I have a couple of old friends who say they seldom get a good nights sleep, and they are up at all hours turning on the TV, etc.  They are having increasing numbers of issues....sleep IS a very important part of staying healthy.


----------



## Synergy (Feb 13, 2016)

Thank you both, fureverywhere, and Don M.  I just indulged again...here it is 10:30 p.m.  I wanted to finish the Donna Leon mystery/thriller "Falling in Love."  So I finished it.  Did I say that last night I went to bed at 6:30 p.m.?  Slept this morning till 7:00 a.m.  I am very grateful that I do not have the non-sleeping problem a lot of elders do. My dad had that problem.  Mother didn't, she told me, and that Daddy always wondered how she managed to sleep so soundly. 

 Fur: you wrote:  "My Dad was always like that though. The absent minded professor.." and also that he'd always forget something at home and have to come back to get it.  I think my cats may be tired of me doing just that!  I, too, have always been absent minded.  Not a professor....just a very creative and intuitive person who is forever cooking up new ideas. 

 Nowadays, I'm figuring out how to write a poem or a piece to read to my writers group and get feedback to help it be better writing.  Or I'm working out a tune in my head or rhythm or something, since I am a musician.  When my dad was teaching me to drive when I was 16, he would constantly be telling me "Keep your mind on your driving!  Keep your mind on your driving!"  I never wanted to learn to drive in the first place, but he made me learn. Later, rather than sooner, I drove on my own.  

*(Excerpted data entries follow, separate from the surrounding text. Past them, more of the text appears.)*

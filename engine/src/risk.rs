//! Risk layer interface consulted before a trade is accepted.

use dashmap::DashMap;
use tracing::debug;

use parlaypool_common::{Amount, RoundIndex};

/// Capacity check run before a trade reaches the engine.
pub trait RiskLayer: Send + Sync {
    /// Reserve `amount` of payout capacity in `round`. Returns `false` to
    /// refuse the trade.
    fn reserve_payout(&self, round: RoundIndex, amount: Amount) -> bool;

    /// Give back a reservation whose trade the engine did not record.
    fn release_payout(&self, round: RoundIndex, amount: Amount);
}

/// Accepts every trade.
#[derive(Debug, Clone, Copy, Default)]
pub struct Unlimited;

impl RiskLayer for Unlimited {
    fn reserve_payout(&self, _round: RoundIndex, _amount: Amount) -> bool {
        true
    }

    fn release_payout(&self, _round: RoundIndex, _amount: Amount) {}
}

/// Caps the total payout reserved per round.
#[derive(Debug)]
pub struct ExposureLimit {
    max_per_round: Amount,
    reserved: DashMap<RoundIndex, Amount>,
}

impl ExposureLimit {
    pub fn new(max_per_round: Amount) -> Self {
        Self {
            max_per_round,
            reserved: DashMap::new(),
        }
    }

    /// Payout reserved so far in `round`.
    pub fn reserved(&self, round: RoundIndex) -> Amount {
        self.reserved
            .get(&round)
            .map(|r| *r.value())
            .unwrap_or(Amount::ZERO)
    }
}

impl RiskLayer for ExposureLimit {
    fn reserve_payout(&self, round: RoundIndex, amount: Amount) -> bool {
        let mut slot = self.reserved.entry(round).or_insert(Amount::ZERO);
        match slot.try_add(amount) {
            Ok(total) if total <= self.max_per_round => {
                *slot = total;
                true
            }
            _ => {
                debug!(round = %round, amount = %amount, "Payout reservation refused");
                false
            }
        }
    }

    fn release_payout(&self, round: RoundIndex, amount: Amount) {
        if let Some(mut slot) = self.reserved.get_mut(&round) {
            *slot = slot.saturating_sub(amount);
            debug!(round = %round, amount = %amount, "Payout reservation released");
        }
    }
}
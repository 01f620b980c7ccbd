//! Simulation scenarios.

use serde::{Deserialize, Serialize};

/// A simulation scenario.
#[derive(Debug, Clone, Serialize, Deserialize)]
pub struct Scenario {
    /// Scenario name.
    pub name: String,
    /// Description.
    pub description: String,
    /// Steps in the scenario.
    pub steps: Vec<ScenarioStep>,
}

/// A step in a scenario. Amounts are whole collateral units.
#[derive(Debug, Clone, Serialize, Deserialize)]
pub enum ScenarioStep {
    /// Deposit into the staging round.
    Deposit { user: String, amount: u64 },
    /// Fund round 1 from the default liquidity provider.
    FundDefaultLiquidity { amount: u64 },
    /// Open round 2.
    Start,
    /// Buy a single-leg ticket. `odds` is the leg's implied probability.
    Trade {
        market: String,
        kickoff_hours: i64,
        odds: String,
        stake: u64,
        payout: u64,
    },
    /// Publish a market result.
    Resolve { market: String, outcome: MarketResult },
    /// Move the clock forward.
    AdvanceDays { days: i64 },
    /// Exercise every ready ticket.
    ExerciseReady,
    /// Request a withdrawal at the end of the current round. `percent`
    /// below 100 asks for a partial withdrawal.
    RequestWithdrawal { user: String, percent: u64 },
    /// Prepare, process and close the current round.
    CloseRound,
    /// Assert a condition.
    Assert { condition: AssertCondition },
}

/// Market results a scenario can publish.
#[derive(Debug, Clone, Copy, Serialize, Deserialize)]
pub enum MarketResult {
    Won,
    Lost,
    Cancelled,
}

/// Conditions that can be asserted.
#[derive(Debug, Clone, Serialize, Deserialize)]
pub enum AssertCondition {
    /// The pool is in this round.
    CurrentRound { round: u64 },
    /// The round closed with a PnL above one.
    RoundProfitable { round: u64 },
    /// The round closed with a PnL of exactly one.
    RoundBreakEven { round: u64 },
    /// The safe box holds collateral.
    SafeBoxFunded,
    /// Round 1 funded and exercised these many tickets.
    DefaultRoundTickets { funded: u64, exercised: u64 },
    /// The engine paid out these many withdrawals.
    WithdrawalsPaid { count: u64 },
    /// Whether the user holds shares in the round.
    HoldsShares { user: String, round: u64, holds: bool },
}

impl Scenario {
    /// Names accepted by [`Scenario::load`].
    pub const NAMES: [&'static str; 4] = [
        "profitable-round",
        "default-lp-routing",
        "idle-round",
        "withdrawals",
    ];

    /// Load a scenario by name.
    pub fn load(name: &str) -> anyhow::Result<Self> {
        match name {
            "profitable-round" => Ok(Self::profitable_round()),
            "default-lp-routing" => Ok(Self::default_lp_routing()),
            "idle-round" => Ok(Self::idle_round()),
            "withdrawals" => Ok(Self::withdrawals()),
            _ => Err(anyhow::anyhow!(
                "Unknown scenario: {} (expected one of: {})",
                name,
                Self::NAMES.join(", ")
            )),
        }
    }

    fn deposit(user: &str, amount: u64) -> ScenarioStep {
        ScenarioStep::Deposit {
            user: user.to_string(),
            amount,
        }
    }

    fn trade(market: &str, kickoff_hours: i64, odds: &str, stake: u64, payout: u64) -> ScenarioStep {
        ScenarioStep::Trade {
            market: market.to_string(),
            kickoff_hours,
            odds: odds.to_string(),
            stake,
            payout,
        }
    }

    fn resolve(market: &str, outcome: MarketResult) -> ScenarioStep {
        ScenarioStep::Resolve {
            market: market.to_string(),
            outcome,
        }
    }

    fn check(condition: AssertCondition) -> ScenarioStep {
        ScenarioStep::Assert { condition }
    }

    /// Losing tickets leave the round in profit and fund the safe box.
    fn profitable_round() -> Self {
        Self {
            name: "profitable-round".to_string(),
            description: "Two losing tickets make round 2 profitable".to_string(),
            steps: vec![
                Self::deposit("alice", 6_000),
                Self::deposit("bob", 4_000),
                ScenarioStep::Start,
                Self::trade("nba-lal-bos", 24, "0.4", 100, 250),
                Self::trade("nfl-kc-buf", 48, "0.5", 50, 100),
                Self::resolve("nba-lal-bos", MarketResult::Lost),
                Self::resolve("nfl-kc-buf", MarketResult::Lost),
                ScenarioStep::AdvanceDays { days: 7 },
                ScenarioStep::ExerciseReady,
                ScenarioStep::CloseRound,
                Self::check(AssertCondition::RoundProfitable { round: 2 }),
                Self::check(AssertCondition::SafeBoxFunded),
                Self::check(AssertCondition::CurrentRound { round: 3 }),
            ],
        }
    }

    /// A ticket whose game starts after the round ends rides on round 1
    /// while later rounds close untouched.
    fn default_lp_routing() -> Self {
        Self {
            name: "default-lp-routing".to_string(),
            description: "Cross-round ticket is funded by the default liquidity provider"
                .to_string(),
            steps: vec![
                ScenarioStep::FundDefaultLiquidity { amount: 20_000 },
                Self::deposit("alice", 5_000),
                ScenarioStep::Start,
                Self::trade("ucl-final", 24 * 10, "0.25", 100, 400),
                Self::check(AssertCondition::DefaultRoundTickets {
                    funded: 1,
                    exercised: 0,
                }),
                ScenarioStep::AdvanceDays { days: 7 },
                ScenarioStep::ExerciseReady,
                ScenarioStep::CloseRound,
                ScenarioStep::AdvanceDays { days: 4 },
                Self::resolve("ucl-final", MarketResult::Won),
                ScenarioStep::ExerciseReady,
                Self::check(AssertCondition::RoundBreakEven { round: 2 }),
                Self::check(AssertCondition::DefaultRoundTickets {
                    funded: 1,
                    exercised: 1,
                }),
            ],
        }
    }

    /// Rounds without trades roll their allocation forward unchanged.
    fn idle_round() -> Self {
        Self {
            name: "idle-round".to_string(),
            description: "Rounds with no trades close at break-even".to_string(),
            steps: vec![
                Self::deposit("alice", 2_000),
                Self::deposit("bob", 1_000),
                ScenarioStep::Start,
                ScenarioStep::AdvanceDays { days: 7 },
                ScenarioStep::CloseRound,
                ScenarioStep::AdvanceDays { days: 7 },
                ScenarioStep::CloseRound,
                Self::check(AssertCondition::RoundBreakEven { round: 2 }),
                Self::check(AssertCondition::RoundBreakEven { round: 3 }),
                Self::check(AssertCondition::CurrentRound { round: 4 }),
                Self::check(AssertCondition::HoldsShares {
                    user: "alice".to_string(),
                    round: 4,
                    holds: true,
                }),
            ],
        }
    }

    /// Full and partial withdrawals are honoured at the round's close.
    fn withdrawals() -> Self {
        Self {
            name: "withdrawals".to_string(),
            description: "Full and partial withdrawals paid at close".to_string(),
            steps: vec![
                Self::deposit("alice", 3_000),
                Self::deposit("bob", 2_000),
                Self::deposit("carol", 1_000),
                ScenarioStep::Start,
                ScenarioStep::RequestWithdrawal {
                    user: "alice".to_string(),
                    percent: 100,
                },
                ScenarioStep::RequestWithdrawal {
                    user: "bob".to_string(),
                    percent: 50,
                },
                Self::trade("nhl-tor-mtl", 24, "0.5", 40, 80),
                Self::resolve("nhl-tor-mtl", MarketResult::Lost),
                ScenarioStep::AdvanceDays { days: 7 },
                ScenarioStep::ExerciseReady,
                ScenarioStep::CloseRound,
                Self::check(AssertCondition::WithdrawalsPaid { count: 2 }),
                Self::check(AssertCondition::HoldsShares {
                    user: "alice".to_string(),
                    round: 3,
                    holds: false,
                }),
                Self::check(AssertCondition::HoldsShares {
                    user: "bob".to_string(),
                    round: 3,
                    holds: true,
                }),
                Self::check(AssertCondition::HoldsShares {
                    user: "carol".to_string(),
                    round: 3,
                    holds: true,
                }),
            ],
        }
    }
}

#[cfg(test)]
mod tests {
    use super::*;

    #[test]
    fn test_every_named_scenario_loads() {
        for name in Scenario::NAMES {
            let scenario = Scenario::load(name).unwrap();
            assert_eq!(scenario.name, name);
            assert!(!scenario.steps.is_empty());
        }
    }

    #[test]
    fn test_unknown_scenario_rejected() {
        let err = Scenario::load("high-volume").unwrap_err();
        assert!(err.to_string().contains("idle-round"));
    }
}
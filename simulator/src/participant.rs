//! Simulated pool participants.

use parlaypool_common::{Amount, NativeAmount, UserId};
use parlaypool_ledger::{CollateralLedger, InMemoryLedger, LedgerAccount};
use parlaypool_pool::{to_internal_units, to_native_units};

/// What a participant does in the simulation.
#[derive(Debug, Clone, Copy, PartialEq, Eq)]
pub enum Role {
    Depositor,
    Trader,
}

/// A simulated wallet holder.
#[derive(Debug, Clone)]
pub struct SimulatedParticipant {
    /// Participant identifier.
    pub id: UserId,
    pub role: Role,
    /// Collateral minted into the wallet at creation.
    pub initial_funding: Amount,
}

impl SimulatedParticipant {
    /// Create a new participant.
    pub fn new(id: impl Into<UserId>, role: Role) -> Self {
        Self {
            id: id.into(),
            role,
            initial_funding: Amount::ZERO,
        }
    }

    /// Mint `amount` into the participant's wallet.
    pub fn fund(&mut self, ledger: &InMemoryLedger, amount: Amount) -> anyhow::Result<()> {
        let native = to_native_units(amount, ledger.collateral().decimals())?;
        ledger.mint(&self.account(), native)?;
        self.initial_funding = self.initial_funding.try_add(amount)?;
        Ok(())
    }

    /// Ledger account of the wallet.
    pub fn account(&self) -> LedgerAccount {
        LedgerAccount::User(self.id.clone())
    }

    /// Current wallet balance in internal units.
    pub fn wallet_balance(&self, ledger: &dyn CollateralLedger) -> anyhow::Result<Amount> {
        let native: NativeAmount = ledger.balance_of(&self.account());
        Ok(to_internal_units(native, ledger.collateral().decimals())?)
    }
}

/// Participant factory for creating test wallets.
pub struct ParticipantFactory;

impl ParticipantFactory {
    /// Create `count` depositors.
    pub fn create_depositors(count: usize) -> Vec<SimulatedParticipant> {
        let names = [
            "alice", "bob", "carol", "dave", "erin", "frank", "grace", "heidi", "ivan", "judy",
        ];

        (0..count)
            .map(|i| match names.get(i) {
                Some(name) => SimulatedParticipant::new(*name, Role::Depositor),
                None => SimulatedParticipant::new(format!("depositor-{}", i + 1), Role::Depositor),
            })
            .collect()
    }

    /// Create `count` traders.
    pub fn create_traders(count: usize) -> Vec<SimulatedParticipant> {
        (0..count)
            .map(|i| SimulatedParticipant::new(format!("trader-{}", i + 1), Role::Trader))
            .collect()
    }
}

#[cfg(test)]
mod tests {
    use super::*;
    use parlaypool_common::Collateral;

    #[test]
    fn test_factory_names() {
        let depositors = ParticipantFactory::create_depositors(12);
        assert_eq!(depositors.len(), 12);
        assert_eq!(depositors[0].id.as_str(), "alice");
        assert_eq!(depositors[11].id.as_str(), "depositor-12");
        assert!(depositors.iter().all(|d| d.role == Role::Depositor));
    }

    #[test]
    fn test_fund_mints_native_units() {
        let ledger = InMemoryLedger::new(Collateral::wbtc());
        let mut trader = ParticipantFactory::create_traders(1).remove(0);
        trader.fund(&ledger, Amount::from_units(3)).unwrap();

        assert_eq!(ledger.balance_of(&trader.account()), NativeAmount::new(300_000_000));
        assert_eq!(trader.wallet_balance(&ledger).unwrap(), Amount::from_units(3));
        assert_eq!(trader.initial_funding, Amount::from_units(3));
    }
}
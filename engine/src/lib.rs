//! ParlayPool Round Accounting Engine
//!
//! Backs every ticket with pooled capital, settles winners and losers
//! against the round that funds them, and rolls each round's result into
//! the next through batched closing.

pub mod closing;
pub mod config;
pub mod deposits;
pub mod engine;
pub mod events;
pub mod exercise;
pub mod handle;
pub mod metrics;
pub mod oracle;
pub mod risk;
pub mod state;
pub mod trading;

pub use closing::ClosingBatchOutcome;
pub use config::{PoolConfig, PoolLimits};
pub use engine::RoundAccountingEngine;
pub use events::PoolEvent;
pub use exercise::ExerciseBatchOutcome;
pub use handle::EngineHandle;
pub use metrics::{Metrics, MetricsSnapshot, SharedMetrics};
pub use oracle::{InMemoryOracle, ResultOracle};
pub use risk::{ExposureLimit, RiskLayer, Unlimited};
pub use state::{
    ClosingSnapshot, RoundAccountingState, RoundPhase, RoundRecord, RoundSettlement,
    WithdrawalRequest,
};
pub use trading::TradeRequest;
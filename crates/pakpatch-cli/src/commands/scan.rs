//! `scan`

use super::Context;
use crate::config::ScanArgs;
use crate::error::Result;
use crate::io::read;
use crate::output::render_scan;
use crate::report::ScanReport;
use pakpatch_core::FieldPatcher;

/// List the device fields of a payload
pub async fn handle(args: ScanArgs, ctx: &Context) -> Result<()> {
    let payload = read(&args.payload).await?;
    let report = scan(&payload);
    println!("{}", render_scan(&report, ctx.format, ctx.style)?);
    Ok(())
}

/// Collect replaceable tokens and catalogue entries
pub fn scan(payload: &[u8]) -> ScanReport {
    ScanReport {
        payload_len: payload.len(),
        candidates: FieldPatcher::candidates(payload),
        device_ids: FieldPatcher::device_ids(payload),
    }
}
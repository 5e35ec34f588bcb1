//! Batch runs against synthetic archives on disk

#![allow(clippy::expect_used, clippy::unwrap_used, clippy::panic)]

use pakpatch_cli::commands::{Context, patch::execute};
use pakpatch_cli::{CliError, ConfigError, DeviceName, FailureKind, RunConfig, RunStatus};
use pakpatch_core::{
    CompressionConfig, ErrorKind, FeedbackCipher, ReplacementKind, SignatureKeyTable, compress,
    decode,
};
use pretty_assertions::assert_eq;
use std::path::Path;
use std::time::Instant;
use tempfile::TempDir;

const FFFD: &[u8] = b"\xef\xbf\xbd";

fn device_profile() -> Vec<u8> {
    let mut data = b"[DeviceProfiles]\x00".to_vec();
    for device in ["CPH2649", "SM-X910", "V2250", "PGT-AN10"] {
        data.extend_from_slice(device.as_bytes());
        data.extend_from_slice(FFFD);
        data.extend_from_slice(b"r.MaxFPS=120\n");
    }
    data
}

/// Archive with one segment holding the compressed payload at offset 40.
///
/// Returns the archive and the payload it embeds, which may carry a filler
/// suffix chosen to keep stray signatures out of the ciphertext.
fn build_archive(payload: &[u8]) -> (Vec<u8>, Vec<u8>) {
    let cipher = FeedbackCipher::default();
    for salt in 0..64 {
        let mut salted = payload.to_vec();
        salted.extend(std::iter::repeat_n(b'~', salt));

        let mut plain: Vec<u8> = (0..32).map(|i| i as u8 + 1).collect();
        plain.extend_from_slice(b"\x78\x9CENTRY\x01");
        plain.extend_from_slice(&compress(&salted, CompressionConfig::zlib(6)).unwrap());
        plain.extend_from_slice(&[0u8; 16]);

        let mut reference = vec![0u8; plain.len()];
        reference[32..34].copy_from_slice(&[0x9D, 0xC7]);
        let encoded = cipher.encode(&reference, &plain).unwrap();

        if cipher.segments(&encoded).len() == 1 {
            assert_eq!(decode(&encoded), plain);
            return (encoded, salted);
        }
    }
    panic!("payload produced stray signatures; adjust the fixture");
}

struct Workspace {
    dir: TempDir,
}

impl Workspace {
    fn new(payload: &[u8], archive: &[u8]) -> Self {
        let dir = TempDir::new().unwrap();
        std::fs::write(dir.path().join("pakchunk99.pak"), archive).unwrap();
        std::fs::write(dir.path().join("DeviceProfiles.bin"), payload).unwrap();
        Self { dir }
    }

    fn config(&self, devices: &[&str], jobs: usize) -> RunConfig {
        RunConfig {
            pak: self.dir.path().join("pakchunk99.pak"),
            payload: self.dir.path().join("DeviceProfiles.bin"),
            out_dir: self.dir.path().join("out"),
            devices: devices.iter().map(|d| d.parse::<DeviceName>().unwrap()).collect(),
            jobs,
        }
    }

    fn out(&self, device: &str) -> std::path::PathBuf {
        self.dir.path().join("out").join(device).join("pakchunk99.pak")
    }

    fn path(&self) -> &Path {
        self.dir.path()
    }
}

#[tokio::test]
async fn test_batch_writes_one_archive_per_device() {
    let (archive, payload) = build_archive(&device_profile());
    let ws = Workspace::new(&payload, &archive);

    let config = ws.config(&["RMX5011", "SM-S9280", "V2309A", "2201116SG"], 2);
    let reports = execute(&config, &Context::default()).await.unwrap();

    assert_eq!(reports.len(), 4);
    for (run_id, report) in reports.iter().enumerate() {
        assert_eq!(report.run_id, run_id);
        assert!(!report.status.is_failed(), "{report:?}");

        let output = ws.out(&report.device);
        assert_eq!(report.output.as_deref(), Some(output.as_path()));
        let written = std::fs::read(&output).unwrap();
        assert_eq!(written.len(), archive.len());
        assert_eq!(&written[..40], &archive[..40]);
    }

    assert_eq!(reports[0].device, "RMX5011");
    assert_eq!(reports[0].old_value.as_deref(), Some("CPH2649"));
    assert_eq!(reports[0].replacement_kind, Some(ReplacementKind::Exact));
    assert_eq!(reports[0].config, Some(CompressionConfig::zlib(6)));
    assert_eq!(reports[0].offset, Some(40));
}

#[tokio::test]
async fn test_identity_device_reproduces_archive() {
    let (archive, payload) = build_archive(&device_profile());
    let ws = Workspace::new(&payload, &archive);

    let reports = execute(&ws.config(&["CPH2649"], 1), &Context::default())
        .await
        .unwrap();

    assert_eq!(reports[0].status, RunStatus::Completed);
    assert_eq!(std::fs::read(ws.out("CPH2649")).unwrap(), archive);
}

#[tokio::test]
async fn test_missing_payload_fails_every_run() {
    let payload = device_profile();
    let (archive, _) = build_archive(b"unrelated payload CPH2649\0");
    let ws = Workspace::new(&payload, &archive);

    let reports = execute(&ws.config(&["RMX5011", "SM-X910"], 4), &Context::default())
        .await
        .unwrap();

    for report in &reports {
        assert!(matches!(
            report.status,
            RunStatus::Failed {
                kind: FailureKind::Patch(ErrorKind::SegmentNotFound),
                ..
            }
        ));
        assert!(report.output.is_none());
    }
    assert!(!ws.path().join("out").exists());
}

#[tokio::test]
async fn test_context_table_is_used() {
    let (archive, payload) = build_archive(&device_profile());
    let ws = Workspace::new(&payload, &archive);

    // A table without the builtin entries cannot decode the archive
    let ctx = Context {
        table: std::sync::Arc::new(SignatureKeyTable::new([])),
        ..Context::default()
    };
    let reports = execute(&ws.config(&["RMX5011"], 1), &ctx).await.unwrap();
    assert!(reports[0].status.is_failed());
}

#[tokio::test]
async fn test_invalid_config_rejected_before_running() {
    let (archive, payload) = build_archive(&device_profile());
    let ws = Workspace::new(&payload, &archive);

    let mut config = ws.config(&["RMX5011"], 1);
    config.pak = ws.path().join("missing.pak");

    let err = execute(&config, &Context::default()).await.unwrap_err();
    assert!(matches!(
        err,
        CliError::Config(ConfigError::MissingInput { what: "pak", .. })
    ));
    assert!(!ws.path().join("out").exists());
}

#[tokio::test]
async fn test_elapsed_excludes_queue_wait() {
    let (archive, payload) = build_archive(&device_profile());
    let ws = Workspace::new(&payload, &archive);

    // One permit: runs execute back to back, so their own times cannot
    // add up to more than the whole batch
    let config = ws.config(&["RMX5011", "SM-S9280", "V2309A", "2201116SG", "PGT-AN20"], 1);
    let started = Instant::now();
    let reports = execute(&config, &Context::default()).await.unwrap();
    let wall_ms = u64::try_from(started.elapsed().as_millis()).unwrap();

    assert_eq!(reports.len(), 5);
    let total: u64 = reports.iter().map(|r| r.elapsed_ms).sum();
    assert!(total <= wall_ms, "runs took {total} ms within a {wall_ms} ms batch");
}
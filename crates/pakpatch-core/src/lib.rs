//! Codec and patcher for obfuscated game archive containers
//!
//! A container holds compressed configuration payloads behind an outer
//! feedback XOR layer. This crate rewrites a single device identifier inside
//! one of those payloads without changing the container's length or any byte
//! outside the payload's slot.
//!
//! # Components
//!
//! - **Cipher**: [`FeedbackCipher`] decodes and re-encodes the outer layer,
//!   driven by a [`SignatureKeyTable`]
//! - **Compression**: [`compress`] and [`decompress`] for zlib, gzip and raw
//!   deflate at levels 0-9
//! - **Locator**: [`SegmentLocator`] finds a known plaintext in its compressed
//!   form by recompressing it under candidate configurations
//! - **Fields**: [`FieldPatcher`] picks and overwrites a device token
//! - **Reconcile**: [`reconcile`] fits the recompressed payload to its slot
//! - **Pipeline**: [`PatchPipeline`] runs the whole sequence
//!
//! # Example
//!
//! ```no_run
//! use pakpatch_core::PatchPipeline;
//!
//! # fn main() -> Result<(), Box<dyn std::error::Error>> {
//! let container = std::fs::read("pakchunk99-Android_ASTCClient.pak")?;
//! let payload = std::fs::read("DeviceProfiles.bin")?;
//!
//! let result = PatchPipeline::new().patch(&container, &payload, "RMX5011")?;
//! assert_eq!(result.container.len(), container.len());
//! for warning in &result.warnings {
//!     eprintln!("warning: {warning}");
//! }
//! std::fs::write("patched.pak", &result.container)?;
//! # Ok(())
//! # }
//! ```
//!
//! # Features
//!
//! - `zlib` (default): use the reference zlib backend so recompressed bytes
//!   match containers produced by zlib
//! - `serde`: `Serialize` for result and report types

#![warn(missing_docs)]

pub mod cipher;
pub mod compression;
pub mod error;
pub mod field;
pub mod keys;
pub mod locator;
pub mod pipeline;
pub mod reconcile;

pub use cipher::{FeedbackCipher, SegmentStart, decode, encode};
pub use compression::{CompressionConfig, Framing, compress, decompress};
pub use error::{ErrorKind, PatchError, Result};
pub use field::{FieldCandidate, FieldPatcher, FieldReplacement, ReplacementKind, replace_field};
pub use keys::{SegmentKey, Signature, SignatureKeyTable, TableEntry, TableEntryError};
pub use locator::{Located, SegmentLocator, locate};
pub use pipeline::{PatchPipeline, PatchResult, PatchWarning, patch};
pub use reconcile::{SizeAdjustment, reconcile};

In my older years, I had a lifetime-renewable driving insurance policy. The company was very upset when I quit driving, as I had had only 2 claims in about 50 years....one for a stolen tire from the back of my pickup truck and one for minor denting another car in a parking lot.  But speaking of "keeping my mind on my driving," when I nearly hit a pedestrian, I quit and sold my car.  I was 56. AARP used to have a "55 and Alive" driving course.  Nowadays they have changed the name to something like "Safe Driving."  But 55 years old is STILL 55 years old, no matter how "young we look"!  I now take public transit and an occasional taxicab.  I forgot I'd just seen a the pedestrian step off the curb into my lane -- I looked around and forgot all about the person, and slowly accelerated! Fortunately I don't have a heavy foot on the gas!  So I didn't even come close to the pedestrian.  But I decided then and there that my driving days were over. 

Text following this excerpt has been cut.